[Date Prev][Date Next][Thread Prev][Thread Next][Date Index][Thread Index]
cube status
I succesfully ran about 200 of the h2root files on the old cluster when the
cube crashed. I attached a monitor and did the following:
1) restart network...nope. Still couldn't get a "df" on psc1, it would hang,
and "cd /net/pscr1/" gave a a "service not available" msg.
2) I hit the green button and the system would hang when probing pci bus #4.

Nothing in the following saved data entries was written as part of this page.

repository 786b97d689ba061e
pub mod error;

pub use error::*;
//! MySQL OTP record store
//!
//! One row per phone number in `phone_otps`. Replacement is an upsert;
//! attempt increments and deletions are conditional on the observed row so
//! concurrent verifications cannot bypass the attempt limit or consume a
//! code twice. Issuance reservations live in `phone_otp_issue_locks`.

use async_trait::async_trait;
use chrono::{DateTime, Duration, Utc};
use sqlx::mysql::MySqlRow;
use sqlx::{MySql, Pool, Row};
use tracing::{debug, error};

use bp_core::domain::entities::{OtpRecord, UserRole};
use bp_core::errors::StoreError;
use bp_core::repositories::{IssueReservation, OtpRepository};
use bp_shared::phone::mask_phone_number;

/// MySQL-backed OTP repository
pub struct MySqlOtpRepository {
    /// Database connection pool
    pool: Pool<MySql>,
}

impl MySqlOtpRepository {
    /// Create a new OTP repository
    pub fn new(pool: Pool<MySql>) -> Self {
        Self { pool }
    }

    fn map_row(row: &MySqlRow) -> Result<OtpRecord, StoreError> {
        let column = |name: &str, e: sqlx::Error| {
            StoreError::corrupt(format!("Failed to read column {}: {}", name, e))
        };

        let role: String = row.try_get("user_role").map_err(|e| column("user_role", e))?;
        let user_role: UserRole = role.parse().map_err(StoreError::corrupt)?;

        Ok(OtpRecord {
            phone_number: row
                .try_get("phone_number")
                .map_err(|e| column("phone_number", e))?,
            code: row.try_get("otp_code").map_err(|e| column("otp_code", e))?,
            user_role,
            created_at: row
                .try_get::<DateTime<Utc>, _>("created_at")
                .map_err(|e| column("created_at", e))?,
            expires_at: row
                .try_get::<DateTime<Utc>, _>("expires_at")
                .map_err(|e| column("expires_at", e))?,
            attempt_count: row
                .try_get("attempt_count")
                .map_err(|e| column("attempt_count", e))?,
            superseded_codes: split_codes(
                &row.try_get::<String, _>("superseded_codes")
                    .map_err(|e| column("superseded_codes", e))?,
            ),
        })
    }

    fn db_error(operation: &'static str, phone: &str, e: sqlx::Error) -> StoreError {
        error!(
            phone = %mask_phone_number(phone),
            operation,
            error = %e,
            "OTP database operation failed"
        );
        StoreError::unavailable(format!("{} failed: {}", operation, e))
    }
}

fn split_codes(joined: &str) -> Vec<String> {
    joined
        .split(',')
        .filter(|code| !code.is_empty())
        .map(str::to_string)
        .collect()
}

#[async_trait]
impl OtpRepository for MySqlOtpRepository {
    async fn find(&self, phone_number: &str) -> Result<Option<OtpRecord>, StoreError> {
        let query = r#"
            SELECT phone_number, otp_code, user_role, created_at, expires_at, attempt_count,
                   superseded_codes
            FROM phone_otps
            WHERE phone_number = ?
        "#;

        let row = sqlx::query(query)
            .bind(phone_number)
            .fetch_optional(&self.pool)
            .await
            .map_err(|e| Self::db_error("find", phone_number, e))?;

        row.as_ref().map(Self::map_row).transpose()
    }

    async fn replace(&self, record: &OtpRecord) -> Result<(), StoreError> {
        let query = r#"
            INSERT INTO phone_otps (
                phone_number, otp_code, user_role, created_at, expires_at, attempt_count,
                superseded_codes
            ) VALUES (?, ?, ?, ?, ?, ?, ?)
            ON DUPLICATE KEY UPDATE
                otp_code = VALUES(otp_code),
                user_role = VALUES(user_role),
                created_at = VALUES(created_at),
                expires_at = VALUES(expires_at),
                attempt_count = VALUES(attempt_count),
                superseded_codes = VALUES(superseded_codes)
        "#;

        sqlx::query(query)
            .bind(&record.phone_number)
            .bind(&record.code)
            .bind(record.user_role.as_str())
            .bind(record.created_at)
            .bind(record.expires_at)
            .bind(record.attempt_count)
            .bind(record.superseded_codes.join(","))
            .execute(&self.pool)
            .await
            .map_err(|e| Self::db_error("replace", &record.phone_number, e))?;

        debug!(
            phone = %mask_phone_number(&record.phone_number),
            "Stored OTP record"
        );
        Ok(())
    }

    async fn consume(&self, observed: &OtpRecord) -> Result<bool, StoreError> {
        let query = r#"
            DELETE FROM phone_otps
            WHERE phone_number = ? AND created_at = ? AND otp_code = ? AND attempt_count = ?
        "#;

        let result = sqlx::query(query)
            .bind(&observed.phone_number)
            .bind(observed.created_at)
            .bind(&observed.code)
            .bind(observed.attempt_count)
            .execute(&self.pool)
            .await
            .map_err(|e| Self::db_error("consume", &observed.phone_number, e))?;

        Ok(result.rows_affected() == 1)
    }

    async fn record_failed_attempt(&self, observed: &OtpRecord) -> Result<Option<u32>, StoreError> {
        let query = r#"
            UPDATE phone_otps
            SET attempt_count = attempt_count + 1
            WHERE phone_number = ? AND created_at = ? AND otp_code = ? AND attempt_count = ?
        "#;

        let result = sqlx::query(query)
            .bind(&observed.phone_number)
            .bind(observed.created_at)
            .bind(&observed.code)
            .bind(observed.attempt_count)
            .execute(&self.pool)
            .await
            .map_err(|e| Self::db_error("record_failed_attempt", &observed.phone_number, e))?;

        if result.rows_affected() == 1 {
            Ok(Some(observed.attempt_count + 1))
        } else {
            Ok(None)
        }
    }

    async fn discard(&self, observed: &OtpRecord) -> Result<bool, StoreError> {
        let query = r#"
            DELETE FROM phone_otps
            WHERE phone_number = ? AND created_at = ? AND otp_code = ?
        "#;

        let result = sqlx::query(query)
            .bind(&observed.phone_number)
            .bind(observed.created_at)
            .bind(&observed.code)
            .execute(&self.pool)
            .await
            .map_err(|e| Self::db_error("discard", &observed.phone_number, e))?;

        Ok(result.rows_affected() == 1)
    }

    async fn reserve_issue(
        &self,
        phone_number: &str,
        now: DateTime<Utc>,
        cooldown: Duration,
    ) -> Result<IssueReservation, StoreError> {
        let inserted = sqlx::query(
            "INSERT IGNORE INTO phone_otp_issue_locks (phone_number, reserved_at) VALUES (?, ?)",
        )
        .bind(phone_number)
        .bind(now)
        .execute(&self.pool)
        .await
        .map_err(|e| Self::db_error("reserve_issue", phone_number, e))?;
        if inserted.rows_affected() == 1 {
            return Ok(IssueReservation::Reserved);
        }

        let taken_over = sqlx::query(
            r#"
            UPDATE phone_otp_issue_locks
            SET reserved_at = ?
            WHERE phone_number = ? AND reserved_at <= ?
            "#,
        )
        .bind(now)
        .bind(phone_number)
        .bind(now - cooldown)
        .execute(&self.pool)
        .await
        .map_err(|e| Self::db_error("reserve_issue", phone_number, e))?;
        if taken_over.rows_affected() == 1 {
            return Ok(IssueReservation::Reserved);
        }

        let reserved_at: Option<DateTime<Utc>> = sqlx::query_scalar(
            "SELECT reserved_at FROM phone_otp_issue_locks WHERE phone_number = ?",
        )
        .bind(phone_number)
        .fetch_optional(&self.pool)
        .await
        .map_err(|e| Self::db_error("reserve_issue", phone_number, e))?;

        // A row released in between still counts as held for this attempt
        let retry_after = reserved_at
            .map(|at| at + cooldown - now)
            .filter(|remaining| *remaining > Duration::zero())
            .unwrap_or_else(Duration::zero);
        Ok(IssueReservation::Held { retry_after })
    }

    async fn release_issue(&self, phone_number: &str, reserved_at: DateTime<Utc>) -> Result<(), StoreError> {
        sqlx::query("DELETE FROM phone_otp_issue_locks WHERE phone_number = ? AND reserved_at = ?")
            .bind(phone_number)
            .bind(reserved_at)
            .execute(&self.pool)
            .await
            .map_err(|e| Self::db_error("release_issue", phone_number, e))?;
        Ok(())
    }

    async fn health_check(&self) -> Result<(), StoreError> {
        sqlx::query("SELECT 1")
            .execute(&self.pool)
            .await
            .map(|_| ())
            .map_err(|e| StoreError::unavailable(e.to_string()))
    }
}

#[cfg(test)]
mod tests {
    use super::*;

    #[test]
    fn test_split_codes() {
        assert!(split_codes("").is_empty());
        assert_eq!(split_codes("123456"), vec!["123456".to_string()]);
        assert_eq!(
            split_codes("123456,654321"),
            vec!["123456".to_string(), "654321".to_string()]
        );
    }
}
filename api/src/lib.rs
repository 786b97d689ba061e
// Library exports for testing and external use

pub mod app;
pub mod config;
pub mod dto;
pub mod handlers;
pub mod middleware;
pub mod routes;
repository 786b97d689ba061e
//! Configuration module with business-specific sub-modules
//!
//! - `cache` - Redis connection for the Redis OTP store
//! - `database` - MySQL pool configuration
//! - `environment` - Environment detection and logging configuration
//! - `otp` - Code lifetime, resend cooldown, attempt limits and store selection
//! - `server` - HTTP server and CORS configuration
//! - `sms` - SMS gateway provider and credentials

pub mod cache;
pub mod database;
pub mod environment;
pub mod otp;
pub mod server;
pub mod sms;

use serde::{Deserialize, Serialize};

pub use cache::CacheConfig;
pub use database::DatabaseConfig;
pub use environment::{Environment, LogFormat, LoggingConfig};
pub use otp::{OtpConfig, OtpStoreBackend};
pub use server::{CorsConfig, ServerConfig};
pub use sms::{SmsConfig, TwilioSettings};

/// Complete application configuration combining all sub-configurations
#[derive(Debug, Clone, Deserialize, Serialize)]
pub struct AppConfig {
    /// Environment configuration
    #[serde(default)]
    pub environment: Environment,

    /// Server configuration
    #[serde(default)]
    pub server: ServerConfig,

    /// Database configuration
    #[serde(default)]
    pub database: DatabaseConfig,

    /// Redis configuration
    #[serde(default)]
    pub cache: CacheConfig,

    /// SMS gateway configuration
    #[serde(default)]
    pub sms: SmsConfig,

    /// OTP lifecycle configuration
    #[serde(default)]
    pub otp: OtpConfig,

    /// CORS configuration
    #[serde(default)]
    pub cors: CorsConfig,

    /// Logging configuration
    #[serde(default)]
    pub logging: LoggingConfig,
}

impl Default for AppConfig {
    fn default() -> Self {
        let env = Environment::default();
        Self {
            environment: env,
            server: ServerConfig::default(),
            database: DatabaseConfig::default(),
            cache: CacheConfig::default(),
            sms: SmsConfig::default(),
            otp: OtpConfig::default(),
            cors: CorsConfig::default(),
            logging: LoggingConfig::for_environment(env),
        }
    }
}

impl AppConfig {
    /// Build the configuration from plain environment variables
    pub fn from_env() -> Self {
        let environment = Environment::from_env();
        Self {
            environment,
            server: ServerConfig::from_env(),
            database: DatabaseConfig::from_env(),
            cache: CacheConfig::from_env(),
            sms: SmsConfig::from_env(),
            otp: OtpConfig::from_env(),
            cors: CorsConfig::from_env(),
            logging: LoggingConfig::from_env(environment),
        }
    }

    /// Configuration used by tests: in-memory store and mock gateway
    pub fn test() -> Self {
        Self {
            otp: OtpConfig {
                store: OtpStoreBackend::Memory,
                ..Default::default()
            },
            ..Default::default()
        }
    }
}
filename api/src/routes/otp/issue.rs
use actix_web::{web, HttpResponse};
use validator::Validate;

use bp_core::domain::entities::UserRole;
use bp_core::errors::VerificationError;
use bp_shared::phone::mask_phone_number;

use super::AppState;
use crate::dto::{IssueOtpRequest, IssueOtpResponse};
use crate::handlers::error::{validation_errors_response, verification_error_response};

/// Handler for POST /api/v1/otp/issue
///
/// # Request Body
///
/// ```json
/// { "phoneNumber": "+639171234567", "userRole": "resident" }
/// ```
///
/// # Response
///
/// ## Success (200 OK)
/// ```json
/// {
///     "success": true,
///     "expiresAt": "2024-03-01T08:10:00Z",
///     "resendAvailableAt": "2024-03-01T08:01:00Z"
/// }
/// ```
///
/// ## Errors
/// - 400 `VALIDATION_ERROR`
/// - 429 `COOLDOWN_ACTIVE` with a `Retry-After` header
/// - 422 `UNSUPPORTED_REGION`, `INVALID_NUMBER`, `NUMBER_NEEDS_VERIFICATION`, `INTERNATIONAL_DISABLED`
/// - 502 `DISPATCH_FAILED`
/// - 503 `SERVICE_UNAVAILABLE`, `CONFIGURATION_ERROR`
/// - 500 `PERSISTENCE_ERROR`
pub async fn issue_otp(
    state: web::Data<AppState>,
    request: web::Json<IssueOtpRequest>,
) -> HttpResponse {
    let request = request.into_inner();

    if let Err(errors) = request.validate() {
        return validation_errors_response(&errors);
    }

    let role = match request.user_role.parse::<UserRole>() {
        Ok(role) => role,
        Err(_) => {
            return verification_error_response(&VerificationError::validation(
                "userRole",
                "Choose resident or official",
            ))
        }
    };

    tracing::info!(
        phone = %mask_phone_number(&request.phone_number),
        role = %role,
        "Processing OTP issue request"
    );

    match state
        .verification_service
        .issue(&request.phone_number, role)
        .await
    {
        Ok(receipt) => HttpResponse::Ok().json(IssueOtpResponse::from(receipt)),
        Err(e) => verification_error_response(&e),
    }
}
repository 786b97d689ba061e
//! Cache module for Redis-based OTP storage
//!
//! Connection handling plus the Redis implementation of the OTP record store.

pub mod otp_repository;
pub mod redis_client;

pub use otp_repository::RedisOtpRepository;
pub use redis_client::RedisClient;
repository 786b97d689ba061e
//! Manually driven clock for deterministic expiry and cooldown tests

use chrono::{DateTime, Duration, Utc};
use std::sync::Mutex;

use super::traits::Clock;

/// Clock that only moves when told to
#[derive(Debug)]
pub struct ManualClock {
    now: Mutex<DateTime<Utc>>,
}

impl ManualClock {
    pub fn new(start: DateTime<Utc>) -> Self {
        Self {
            now: Mutex::new(start),
        }
    }

    /// Move the clock forward
    pub fn advance(&self, by: Duration) {
        let mut now = self.now.lock().unwrap_or_else(|poisoned| poisoned.into_inner());
        *now += by;
    }

    pub fn set(&self, to: DateTime<Utc>) {
        let mut now = self.now.lock().unwrap_or_else(|poisoned| poisoned.into_inner());
        *now = to;
    }
}

impl Default for ManualClock {
    fn default() -> Self {
        Self::new(Utc::now())
    }
}

impl Clock for ManualClock {
    fn now(&self) -> DateTime<Utc> {
        *self.now.lock().unwrap_or_else(|poisoned| poisoned.into_inner())
    }
}
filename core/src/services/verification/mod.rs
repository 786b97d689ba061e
//! Verification service module for SMS-based phone verification
//!
//! This module provides the complete one-time passcode workflow:
//! - Code generation, dispatch and persistence (issue)
//! - Code verification with attempt tracking and lockout (verify)
//! - Server-side resend cooldown and expiry
//! - Integration with SMS gateways and OTP record stores

mod clock;
mod config;
mod service;
mod traits;
mod types;

#[cfg(test)]
mod tests;

pub use clock::ManualClock;
pub use config::{code_from_message, VerificationServiceConfig};
pub use service::VerificationService;
pub use traits::{Clock, SmsGateway, SystemClock};
pub use types::{IssueReceipt, VerifiedPhone};
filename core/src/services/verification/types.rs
//! Types for verification service results

use chrono::{DateTime, Utc};

use crate::domain::entities::UserRole;

/// Result of issuing a code
///
/// The code itself is never part of the result; it only leaves the server inside the SMS.
#[derive(Debug, Clone, PartialEq)]
pub struct IssueReceipt {
    /// Normalized phone number the code was sent to
    pub phone_number: String,
    /// When the code stops being accepted
    pub expires_at: DateTime<Utc>,
    /// When the caller may request another code
    pub resend_available_at: DateTime<Utc>,
    /// Provider message id, for log correlation
    pub message_id: String,
}

/// Result of a successful verification
#[derive(Debug, Clone, PartialEq, Eq)]
pub struct VerifiedPhone {
    pub phone_number: String,
    pub user_role: UserRole,
}
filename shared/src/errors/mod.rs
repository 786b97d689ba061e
//! Shared error codes and the failure body returned by every endpoint

use serde::{Deserialize, Serialize};

/// Failure body: `{ success: false, error, message, ... }`
///
/// Optional fields are omitted from the JSON when absent.
#[derive(Debug, Clone, PartialEq, Serialize, Deserialize)]
#[serde(rename_all = "camelCase")]
pub struct ErrorResponse {
    /// Always `false`
    pub success: bool,

    /// Machine-readable error code, see [`error_codes`]
    pub error: String,

    /// Actionable, user-facing message
    pub message: String,

    /// Raw provider error code for dispatch failures
    #[serde(skip_serializing_if = "Option::is_none")]
    pub provider_code: Option<u32>,

    /// Seconds until a new code may be requested
    #[serde(skip_serializing_if = "Option::is_none")]
    pub retry_after_seconds: Option<u64>,

    /// Verification attempts left on the current code
    #[serde(skip_serializing_if = "Option::is_none")]
    pub remaining_attempts: Option<u32>,
}

impl ErrorResponse {
    /// Create a new error response
    pub fn new(error: impl Into<String>, message: impl Into<String>) -> Self {
        Self {
            success: false,
            error: error.into(),
            message: message.into(),
            provider_code: None,
            retry_after_seconds: None,
            remaining_attempts: None,
        }
    }

    pub fn with_provider_code(mut self, code: Option<u32>) -> Self {
        self.provider_code = code;
        self
    }

    pub fn with_retry_after(mut self, seconds: u64) -> Self {
        self.retry_after_seconds = Some(seconds);
        self
    }

    pub fn with_remaining_attempts(mut self, remaining: u32) -> Self {
        self.remaining_attempts = Some(remaining);
        self
    }
}

/// Error codes surfaced in the `error` field
pub mod error_codes {
    pub const VALIDATION_ERROR: &str = "VALIDATION_ERROR";
    pub const COOLDOWN_ACTIVE: &str = "COOLDOWN_ACTIVE";
    pub const NOT_FOUND_OR_EXPIRED: &str = "NOT_FOUND_OR_EXPIRED";
    pub const EXPIRED: &str = "EXPIRED";
    pub const LOCKED_OUT: &str = "LOCKED_OUT";
    pub const INVALID_CODE: &str = "INVALID_CODE";
    pub const UNSUPPORTED_REGION: &str = "UNSUPPORTED_REGION";
    pub const INVALID_NUMBER: &str = "INVALID_NUMBER";
    pub const NUMBER_NEEDS_VERIFICATION: &str = "NUMBER_NEEDS_VERIFICATION";
    pub const INTERNATIONAL_DISABLED: &str = "INTERNATIONAL_DISABLED";
    pub const SERVICE_UNAVAILABLE: &str = "SERVICE_UNAVAILABLE";
    pub const DISPATCH_FAILED: &str = "DISPATCH_FAILED";
    pub const CONFIGURATION_ERROR: &str = "CONFIGURATION_ERROR";
    pub const PERSISTENCE_ERROR: &str = "PERSISTENCE_ERROR";
    pub const NOT_FOUND: &str = "NOT_FOUND";
    pub const INTERNAL_ERROR: &str = "INTERNAL_ERROR";
}
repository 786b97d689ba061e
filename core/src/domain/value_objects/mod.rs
//! Value objects representing immutable domain concepts.

pub mod phone_number;

pub use phone_number::PhoneNumber;
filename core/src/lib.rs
//! # Barangay Portal Core
//!
//! Core domain layer for phone verification: the OTP record entity, the
//! error taxonomy, the record store and SMS gateway interfaces, and the
//! verification service that issues and verifies codes.

pub mod domain;
pub mod errors;
pub mod repositories;
pub mod services;

pub use domain::*;
pub use errors::*;
pub use repositories::*;
pub use services::*;
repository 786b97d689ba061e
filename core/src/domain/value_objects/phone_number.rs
//! Validated phone number.

use bp_shared::phone::{mask_phone_number, normalize_and_validate};
use serde::Serialize;

use crate::errors::VerificationError;

/// A phone number that passed normalization and the E.164-like format check
#[derive(Debug, Clone, PartialEq, Eq, Hash, Serialize)]
#[serde(transparent)]
pub struct PhoneNumber(String);

impl PhoneNumber {
    /// Strips formatting characters and validates the result against `^\+\d{7,15}$`
    ///
    /// Pure and deterministic; performs no I/O.
    pub fn parse(raw: &str) -> Result<Self, VerificationError> {
        normalize_and_validate(raw).map(PhoneNumber).ok_or_else(|| {
            VerificationError::validation(
                "phoneNumber",
                "Enter a valid international number, e.g. +639171234567",
            )
        })
    }

    pub fn as_str(&self) -> &str {
        &self.0
    }

    /// Masked form for logs
    pub fn masked(&self) -> String {
        mask_phone_number(&self.0)
    }

    pub fn into_inner(self) -> String {
        self.0
    }
}

impl std::fmt::Display for PhoneNumber {
    fn fmt(&self, f: &mut std::fmt::Formatter<'_>) -> std::fmt::Result {
        f.write_str(&self.0)
    }
}

impl AsRef<str> for PhoneNumber {
    fn as_ref(&self) -> &str {
        &self.0
    }
}

#[cfg(test)]
mod tests {
    use super::*;

    #[test]
    fn test_parse_strips_formatting() {
        let phone = PhoneNumber::parse("+63 917-123-4567").unwrap();
        assert_eq!(phone.as_str(), "+639171234567");
        assert_eq!(phone.masked(), "+63****4567");
    }

    #[test]
    fn test_parse_rejects_invalid() {
        for raw in ["12345", "09171234567", "+123", "", "+1234567890123456"] {
            let err = PhoneNumber::parse(raw).unwrap_err();
            assert!(matches!(err, VerificationError::Validation { .. }), "{raw}");
        }
    }
}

One of the hard drives was making a funny noise and taking a bit longer before
its light turned off during bootup. I called raidzone and they said that one
of the hard drives probly went bad (which is the case) and that since we were
using RAID0 we lost all the data. I am tinkering right now with the hard
drive that went bad to see if I can get anything out of it. I will try to see
if we can salvage the other data and lose just the one that was in the bad
hard drive, but that may be impossible to do. I will keep you posted as soon
as I have more news.
"Did u back up the data?"
No. It is quite hard to back up over 250GB of data. I am not sure we have
enought tapes to even do that. I believe that is why the different levels of
RAID exist, even though you do lose usable disk space, there is some
redundancy and recovery from an error is feasible.
This might be a good time to move all the data from pscm1:/data# into data1,
and then switch data2 and data3 from RAID0 to another RAID (5 or 10), then do
the same for data1.
Of course, you can always argue that the data could be re-downloaded, etc, so
it really is your call. I can send statistics on space lost and all that from
each RAID configuration if you want me to.
Francisco Chinchilla